Research in quantum science was conducted by individuals and research laboratories in Australia during the 1980s and 1990s. But, in the 2000s, research in this field began a new, coordinated approach with launch of a Centre of Excellence program by national research funder the Australian Research Council (Roberson and White 2019). This program aimed to scale up research efforts by uniting individual efforts at universities through national virtual centres, which run for seven years per successful grant. At the same time as these more coordinated initiatives were funded, the Australian Research Council also invested in other complimentary projects through grants known as ‘Discovery Projects’ (multiyear, lab-scale grants), industry-focused linkage grants, and individual fellowships.

This history of national funding for quantum science in Australia means that researchers’ visions for the field can be investigated by analysing the claims put forward in grant proposals. As essentially persuasive texts, these proposals are written with the aim of convincing grant funders and academic peers of the worthiness of research projects (Myers 1990; Connor and Mauranen 1999). Recent work on this genre has investigated how researchers use specific structures and rhetoric to cope with risk (Barlösius 2018), described newness in research (Barlösius 2019), and examined how researchers frame unconventional projects and used conventional language (Philipps and Weißenborn 2019). In this research article, I present an analysis of grants written within a specific subset of quantum physics for an Australian funding body. I interrogate the framing of these research proposals to understand how researchers communicate about ‘quantum technology’ as an original area of research (Barlösius 2019) with applied outcomes (Serrano Velarde 2018; Laudel 2006).

Conceptual Framework

Imagination is a crucial ingredient for scientific and technological enterprise (van Lente 1993; te Kulve et al. 2013). This imagining of the future of science and technology is not simply a matter of science fiction (Fujimura 2003). In fact, the imaginative work done by science and technology actors helps to organise essential scientific practice as well as the communities these actors operate within. Science and technology actors can include researchers, policymakers, and funders. These actors craft visions of the future and identify the expectations that inform those futures, often by making promises or highlighting concerns to motivate change and drive momentum (Tutton 2011). Imagination also unites members of a community through shared perceptions of futures that should (or should not) be realised (Jasanoff and Kim 2015).

When researchers bid for funding, they often look to the future and make promises for the application or translation of their research and make claims for research originality (Barlösius 2019). These promises may or may not be fulfilled within the timeframe set, if at all (Brown 2003). In this article, the promises in question are centred on claims for quantum physics and quantum technologies. The mix of fundamental and applied research presents an interesting question of how quantum researchers make claims of originality for their work. While physics research proposals might characterise research novelty in terms of addressing fundamental questions, more applied disciplines tend to focus on creating something new (Barlösius 2019). These types of claims are more frequently found within the disciplines of computer science and engineering, which tend towards practical terms and solutions.
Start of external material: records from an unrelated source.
impl PropertyValues {
    pub fn new() -> Self {
        Self::default()
    }

    pub fn add(&mut self, name: impl Into<String>, value: BeanValue) {
        let name = name.into();
        if let Some(existing) = self.values.iter_mut().find(|pv| pv.name == name) {
            existing.value = value;
        } else {
            self.values.push(PropertyValue { name, value });
        }
    }

    pub fn get(&self, name: &str) -> Option<&BeanValue> {
        self.values
            .iter()
            .find(|pv| pv.name == name)
            .map(|pv| &pv.value)
    }

    pub fn contains(&self, name: &str) -> bool {
        self.values.iter().any(|pv| pv.name == name)
    }

    pub fn remove(&mut self, name: &str) -> Option<PropertyValue> {
        let pos = self.values.iter().position(|pv| pv.name == name)?;
        Some(self.values.remove(pos))
    }

    pub fn iter(&self) -> impl Iterator<Item = &PropertyValue> {
        self.values.iter()
    }

    pub fn is_empty(&self) -> bool {
        self.values.is_empty()
    }

    pub fn len(&self) -> usize {
        self.values.len()
    }

    /// Union with `parent`: child entries win on name collision, inherited
    /// entries keep the parent's relative order ahead of the child's.
    fn merge_defaults_from(&mut self, parent: &PropertyValues) {
        let mut merged: Vec<PropertyValue> = parent
            .values
            .iter()
            .filter(|pv| !self.contains(&pv.name))
            .cloned()
            .collect();
        merged.append(&mut self.values);
        self.values = merged;
    }
}

/// Constructor arguments after reference resolution and type conversion.
#[derive(Clone, Default)]
pub struct ResolvedArguments {
    indexed: BTreeMap<usize, Arc<dyn Any + Send + Sync>>,
    generic: Vec<Arc<dyn Any + Send + Sync>>,
}

impl ResolvedArguments {
    pub(crate) fn push_indexed(&mut self, index: usize, value: Arc<dyn Any + Send + Sync>) {
        self.indexed.insert(index, value);
    }

    pub(crate) fn push_generic(&mut self, value: Arc<dyn Any + Send + Sync>) {
        self.generic.push(value);
    }

    pub fn get(&self, index: usize) -> Option<&Arc<dyn Any + Send + Sync>> {
        self.indexed.get(&index)
    }

    /// Typed access to an indexed argument.
    pub fn get_as<T: Any + Send + Sync>(&self, index: usize) -> Option<Arc<T>> {
        self.get(index).cloned()?.downcast::<T>().ok()
    }

    pub fn generic(&self) -> &[Arc<dyn Any + Send + Sync>] {
        &self.generic
    }

    /// Typed access to a generic (unindexed) argument by position.
    pub fn generic_as<T: Any + Send + Sync>(&self, position: usize) -> Option<Arc<T>> {
        self.generic.get(position).cloned()?.downcast::<T>().ok()
    }

    pub fn is_empty(&self) -> bool {
        self.indexed.is_empty() && self.generic.is_empty()
    }

    pub fn len(&self) -> usize {
        self.indexed.len() + self.generic.len()
    }
}

/// Property values after reference resolution and type conversion, keyed by
/// property name.
#[derive(Clone, Default)]
pub struct ResolvedProperties {
    values: Vec<(String, Arc<dyn Any + Send + Sync>)>,
}

impl ResolvedProperties {
    pub(crate) fn push(&mut self, name: impl Into<String>, value: Arc<dyn Any + Send + Sync>) {
        self.values.push((name.into(), value));
    }

    pub fn get(&self, name: &str) -> Option<&Arc<dyn Any + Send + Sync>> {
        self.values.iter().find(|(n, _)| n == name).map(|(_, v)| v)
    }

    /// Typed access to a resolved property.
    pub fn get_as<T: Any + Send + Sync>(&self, name: &str) -> Option<Arc<T>> {
        self.get(name).cloned()?.downcast::<T>().ok()
    }

    pub fn names(&self) -> Vec<&str> {
        self.values.iter().map(|(n, _)| n.as_str()).collect()
    }

    pub fn is_empty(&self) -> bool {
        self.values.is_empty()
    }

    pub fn len(&self) -> usize {
        self.values.len()
    }
}

/// Produces a raw instance from resolved constructor arguments.
pub type BeanSupplier =
    Arc<dyn Fn(&ResolvedArguments) -> ContainerResult<Box<dyn Any + Send + Sync>> + Send + Sync>;

/// Alternate construction path: invoked with the resolved factory bean
/// instance and the resolved arguments.
pub type FactoryMethod = Arc<
    dyn Fn(
            &Arc<dyn Any + Send + Sync>,
            &ResolvedArguments,
        ) -> ContainerResult<Box<dyn Any + Send + Sync>>
        + Send
        + Sync,
>;

/// Applies resolved property values to a shared instance. Beans that take
/// part in property cycles use interior mutability in their fields.
pub type PropertyApplier = Arc<
    dyn Fn(&Arc<dyn Any + Send + Sync>, &ResolvedProperties) -> ContainerResult<()> + Send + Sync,
>;

/// Initialization callback, run after property population.
pub type InitCallback =
    Arc<dyn Fn(&Arc<dyn Any + Send + Sync>) -> ContainerResult<()> + Send + Sync>;

/// Disposal hook, run when the owning scope ends.
pub type DestroyCallback =
    Arc<dyn Fn(&Arc<dyn Any + Send + Sync>) -> ContainerResult<()> + Send + Sync>;

/// Informational role hint; never affects resolution.
#[derive(Clone, Copy, Debug, Default, PartialEq, Eq)]
pub enum BeanRole {
    #[default]
    Application,
    Support,
    Infrastructure,
}

/// A source of materialized `(name, definition)` pairs, agnostic to the
/// format they were loaded from. The container registers the batch as-is.
pub trait BeanDefinitionSource {
    fn bean_definitions(&mut self) -> ContainerResult<Vec<(String, BeanDefinition)>>;
}
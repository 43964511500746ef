//! Instantiation strategy: turns a merged definition plus resolved
//! constructor arguments into a raw, uninitialized instance.
//!
//! The container never constructs objects itself; a definition supplies
//! either a supplier closure or a factory-method path, and the strategy
//! picks between them. Replace the strategy via
//! `DefaultListableBeanFactory::set_instantiation_strategy` to intercept
//! raw construction.

use std::any::Any;
use std::sync::Arc;

use crate::config::SecurityContext;
use crate::definition::{BeanDefinition, ResolvedArguments};
use crate::error::{ContainerError, ContainerResult};

/// Produces raw instances from merged definitions.
pub trait InstantiationStrategy: Send + Sync {
    /// `factory_bean` is the resolved instance named by the definition's
    /// `factory_bean_name`, when that construction path is used. The
    /// security context is forwarded untouched.
    fn instantiate(
        &self,
        definition: &BeanDefinition,
        bean_name: &str,
        factory_bean: Option<&Arc<dyn Any + Send + Sync>>,
        args: &ResolvedArguments,
        security_context: Option<&SecurityContext>,
    ) -> ContainerResult<Box<dyn Any + Send + Sync>>;
}

/// Default strategy: factory method when configured, otherwise the
/// definition's supplier.
pub struct SimpleInstantiationStrategy;

impl InstantiationStrategy for SimpleInstantiationStrategy {
    fn instantiate(
        &self,
        definition: &BeanDefinition,
        bean_name: &str,
        factory_bean: Option<&Arc<dyn Any + Send + Sync>>,
        args: &ResolvedArguments,
        _security_context: Option<&SecurityContext>,
    ) -> ContainerResult<Box<dyn Any + Send + Sync>> {
        if let Some(method) = &definition.factory_method {
            let factory_bean = factory_bean.ok_or_else(|| {
                ContainerError::store(format!(
                    "Bean '{bean_name}' declares a factory method but no factory bean instance was resolved"
                ))
            })?;
            tracing::trace!("Instantiating bean '{}' via factory method", bean_name);
            return method(factory_bean, args);
        }
        if let Some(supplier) = &definition.supplier {
            tracing::trace!("Instantiating bean '{}' via supplier", bean_name);
            return supplier(args);
        }
        Err(ContainerError::store(format!(
            "Bean '{bean_name}' has no construction path: neither a supplier nor a factory method is set"
        )))
    }
}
These disciplines use verbs such as ‘develop’, ‘construct’, and ‘build’. These claims convey how researchers conceptualise and prioritise the outcomes of their work in order to persuade funders that their work is worth support.

Jasanoff and Kim capture future-bidding work within their concept of ‘sociotechnical imaginaries’ where imaginaries “at once describe attainable futures and prescribe futures that states believe ought to be attained” (2009: 120). The concept of sociotechnical imaginaries describes how we witness the prototyping of possible futures where initial expectations and promises are set high to begin the agenda-setting process (Geels and Smit 2000) (Apreda et al. 2014). This construction of potential futures not only serves to attract interest, funding, and evoke excitement; it can also encourage people to accept emerging technology and new research (Nerlich et al. 2009). It also provides a prompt for ‘opening up’ discussions on science and technology in the making.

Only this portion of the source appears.